The analogy is a broad one: a stressed human operator thinks they are under attack; they have a tiny amount of unreliable information, and a short time window to make decisions; they have an opportunity to counter-attack, but a false negative means the opportunity is irreversibly lost (because the adversary's aircraft attacked their aircraft on the ground / because the adversary's ICBM destroyed their ICBM on the ground).

[0] https://en.wikipedia.org/wiki/List_of_airliner_shootdown_inc...

But how many of those resulted in some all-out war?

Any accident that looks anomalous, a single ICBM or SLBM, isn't likely to provoke an actual war with reasonable actors. The other side's just likely to then use the threat of war to extract truly painful concessions.

The "reasonable" thing still leaves out Russia, I suppose. But I have serious doubts they could even manage a nuclear strike at this point. How many missiles would make it out of the silos, how many bombs would detonate? The outskirts of Las Vegas have suffered worse than they could manage.

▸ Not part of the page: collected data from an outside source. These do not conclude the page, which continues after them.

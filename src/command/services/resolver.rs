//! Normalizes text messages and interactions into canonical invocations.

use std::sync::{Arc, PoisonError, RwLock};
use tracing::debug;

use super::{CommandRegistry, DispatchError, DispatchResult};
use crate::command::config::DispatchConfig;
use crate::command::domain::{
    CanonicalInvocation, ChatCommand, ChildNode, CommandName, CommandPath, DefinitionError,
    EntityId, Interaction, InteractionKind, InteractionOption, OptionKind, ParameterError,
    Parameters, PrefixScope, PrefixTable, ResolvedCommand, TargetReference, TextMessage,
};

/// Name reported when a context-menu interaction carries no target.
const TARGET_PARAMETER: &str = "target";

/// Resolves raw input against the registry.
#[derive(Debug)]
pub struct DispatchResolver {
    registry: Arc<CommandRegistry>,
    prefixes: RwLock<PrefixTable>,
    parameter_separator: String,
    command_separator: String,
}

impl DispatchResolver {
    /// Creates a resolver from validated configuration.
    ///
    /// # Errors
    ///
    /// Returns [`DefinitionError`] when a configured prefix is invalid.
    pub fn new(
        registry: Arc<CommandRegistry>,
        config: &DispatchConfig,
    ) -> Result<Self, DefinitionError> {
        Ok(Self {
            registry,
            prefixes: RwLock::new(config.prefix_table()?),
            parameter_separator: config.parameter_separator.clone(),
            command_separator: config.command_separator.clone(),
        })
    }

    /// Changes a prefix at runtime.
    ///
    /// # Errors
    ///
    /// Returns [`DefinitionError::InvalidPrefix`]; the table is unchanged.
    pub fn set_prefix(&self, scope: PrefixScope, prefix: &str) -> Result<(), DefinitionError> {
        self.prefixes
            .write()
            .unwrap_or_else(PoisonError::into_inner)
            .set(scope, prefix)
    }

    /// Returns the prefix in effect for a message's guild.
    #[must_use]
    pub fn prefix_for(&self, message: &TextMessage) -> String {
        self.prefixes
            .read()
            .unwrap_or_else(PoisonError::into_inner)
            .prefix_for(message.guild_id.as_ref())
            .to_owned()
    }

    /// Resolves a text message.
    ///
    /// Returns `Ok(None)` for non-command text: no prefix, or nothing but
    /// the prefix.
    ///
    /// # Errors
    ///
    /// Returns [`DispatchError::CommandNotFound`] when the name matches no
    /// command or alias, or [`DispatchError::Parameter`] when arguments do
    /// not bind.
    pub fn resolve_message(
        &self,
        message: &TextMessage,
    ) -> DispatchResult<Option<CanonicalInvocation>> {
        let prefix = self.prefix_for(message);
        let Some(body) = message.content.strip_prefix(prefix.as_str()) else {
            return Ok(None);
        };
        let body = body.trim_start();
        if body.is_empty() {
            return Ok(None);
        }

        let (head, arguments) = body
            .split_once(char::is_whitespace)
            .unwrap_or((body, ""));
        let mut segments = head.split(self.command_separator.as_str());
        let candidate = segments.next().unwrap_or(head).to_lowercase();

        let command = self
            .registry
            .chat_command(&candidate)
            .ok_or_else(|| DispatchError::CommandNotFound(candidate.clone()))?;
        let path = text_path(&command, segments.filter(|segment| !segment.is_empty()));
        let resolved = ResolvedCommand::Chat { command, path };
        debug!(command = %resolved.qualified_name(), "resolved text command");

        let mut pieces: Vec<&str> = arguments
            .split(self.parameter_separator.as_str())
            .map(str::trim)
            .collect();
        if matches!(pieces.as_slice(), [only] if only.is_empty()) {
            pieces.clear();
        }

        let parameters = Parameters::bind_positional(resolved.parameters(), &pieces)
            .map_err(|source| parameter_error(&resolved, source))?;
        Ok(Some(CanonicalInvocation::new(
            resolved,
            parameters,
            None,
            message.context(),
        )))
    }

    /// Resolves a structured interaction.
    ///
    /// Top-level names match exactly; aliases are text-only.
    ///
    /// # Errors
    ///
    /// Returns [`DispatchError::CommandNotFound`] when the command or the
    /// selected subcommand does not exist, or [`DispatchError::Parameter`]
    /// when options do not bind or a context menu lacks its target.
    pub fn resolve_interaction(
        &self,
        interaction: &Interaction,
    ) -> DispatchResult<CanonicalInvocation> {
        match interaction.kind {
            InteractionKind::Command => self.resolve_slash(interaction),
            InteractionKind::ContextMenu => self.resolve_context_menu(interaction),
        }
    }

    fn resolve_slash(&self, interaction: &Interaction) -> DispatchResult<CanonicalInvocation> {
        let command = self
            .registry
            .chat_command_exact(&interaction.command_name)
            .ok_or_else(|| DispatchError::CommandNotFound(interaction.command_name.clone()))?;

        let (path, leaf_options) = interaction_path(&interaction.options);
        let path = path
            .map(|segments| {
                let found = segments
                    .to_path()
                    .filter(|candidate| command.find_subcommand(candidate).is_some());
                found.ok_or_else(|| {
                    DispatchError::CommandNotFound(format!(
                        "{} {}",
                        command.name(),
                        segments.display()
                    ))
                })
            })
            .transpose()?;

        let resolved = ResolvedCommand::Chat { command, path };
        debug!(command = %resolved.qualified_name(), "resolved slash command");

        let parameters = Parameters::bind_named(resolved.parameters(), |name| {
            leaf_options
                .iter()
                .find(|option| option.kind == OptionKind::Value && option.name == name)
                .and_then(|option| option.value.as_ref())
        })
        .map_err(|source| parameter_error(&resolved, source))?;

        Ok(CanonicalInvocation::new(
            resolved,
            parameters,
            None,
            interaction.context(),
        ))
    }

    fn resolve_context_menu(
        &self,
        interaction: &Interaction,
    ) -> DispatchResult<CanonicalInvocation> {
        let command = self
            .registry
            .context_menu(&interaction.command_name)
            .ok_or_else(|| DispatchError::CommandNotFound(interaction.command_name.clone()))?;
        let resolved = ResolvedCommand::ContextMenu(Arc::clone(&command));

        let target_id = interaction.target_id.as_ref().ok_or_else(|| {
            parameter_error(
                &resolved,
                ParameterError::Missing {
                    parameter: TARGET_PARAMETER.to_owned(),
                },
            )
        })?;
        let target = TargetReference::new(
            EntityId::new(target_id.clone()),
            command.target(),
            interaction.guild_id.clone(),
            interaction.channel_id.clone(),
        );
        debug!(command = %command.name(), target = %target.id(), "resolved context-menu command");

        Ok(CanonicalInvocation::new(
            resolved,
            Parameters::default(),
            Some(target),
            interaction.context(),
        ))
    }
}

/// Selects a subcommand from `name/group/sub` text segments.
///
/// Unresolvable segments fall back to the root command.
fn text_path<'a>(
    command: &ChatCommand,
    mut segments: impl Iterator<Item = &'a str>,
) -> Option<CommandPath> {
    let first = segments.next()?;
    let path = match command.find_child(first) {
        Some(ChildNode::Sub(sub)) => Some(CommandPath::direct(sub.name().clone())),
        Some(ChildNode::Group(group)) => segments
            .next()
            .and_then(|second| group.find(second))
            .map(|sub| CommandPath::grouped(group.name().clone(), sub.name().clone())),
        None => None,
    };
    if path.is_none() {
        debug!(command = %command.name(), segment = first, "unresolved subcommand path; using root");
    }
    path
}

/// Raw group and subcommand names from an interaction's options tree.
struct OptionPath<'a> {
    group: Option<&'a str>,
    sub: &'a str,
}

impl OptionPath<'_> {
    fn to_path(&self) -> Option<CommandPath> {
        let sub = CommandName::new(self.sub).ok()?;
        match self.group {
            Some(group) => Some(CommandPath::grouped(CommandName::new(group).ok()?, sub)),
            None => Some(CommandPath::direct(sub)),
        }
    }

    fn display(&self) -> String {
        self.group
            .map_or_else(|| self.sub.to_owned(), |group| format!("{group} {}", self.sub))
    }
}

/// Walks at most two levels of subcommand options.
///
/// Returns the selected path, if any, and the options holding parameter
/// values for the leaf.
fn interaction_path(
    options: &[InteractionOption],
) -> (Option<OptionPath<'_>>, &[InteractionOption]) {
    match options.first() {
        Some(group) if group.kind == OptionKind::SubCommandGroup => {
            match group.options.first() {
                Some(sub) if sub.kind == OptionKind::SubCommand => (
                    Some(OptionPath {
                        group: Some(group.name.as_str()),
                        sub: sub.name.as_str(),
                    }),
                    sub.options.as_slice(),
                ),
                _ => (
                    Some(OptionPath {
                        group: Some(group.name.as_str()),
                        sub: "",
                    }),
                    &[],
                ),
            }
        }
        Some(sub) if sub.kind == OptionKind::SubCommand => (
            Some(OptionPath {
                group: None,
                sub: sub.name.as_str(),
            }),
            sub.options.as_slice(),
        ),
        _ => (None, options),
    }
}

fn parameter_error(resolved: &ResolvedCommand, source: ParameterError) -> DispatchError {
    DispatchError::Parameter {
        command: resolved.qualified_name(),
        source,
    }
}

Yeah, you just keep believing that. According to various internet experts, Russia has run out of armored vehicles, out of rockets, out of drones, out of everything five or six times by now. Luckily for me, your military brass and political leadership don't take advice from the internet (since I am unlikely to get bombed if an all-out nuclear war starts, and don't care much for Mad Max-like existence).
Add to that NATO and US anti-missile systems.

Russia still acts rationally, but with poor assumptions (see Ukraine). If they were to actually launch a nuke at the West, for any reason, they would have to weight almost certain annihilation. One side of MAD still holds.

- "single ICBM or SLBM"

The threat I'm talking about is human error in command & control that causes the legitimate launch of a large number of ICBM's at once.

Even deliberate nuclear use might not trigger a nuclear response.

They've kept strategic ambiguity, but it's obvious that the US has developed a plan (or several plans) on how to react if Russia drops a nuke on Ukraine. And it seems clear that the US feels they can make Putin and Russia regret the use of nukes without using American nukes in response.

It's plausible that we could make them regret it. If the US simply entered the war on Ukraine's side, Russia's options are to wait patiently to be curb-stomped, or to escalate... and I don't think they could imagine that the US wouldn't retaliate disproportionately.
My country had shot an airliner of its own. It was an 'accident'. They shot down the plane which contained some of the best scientists and academicians of the nation, all whom have the vision of bringing nuclear power to our nation. This stuff were everywhere back in the day, from sabotaged national car companies to buried national plane prototypes. Our government was a puppet of US back then.

I wonder how many of those accidents are actually accidents.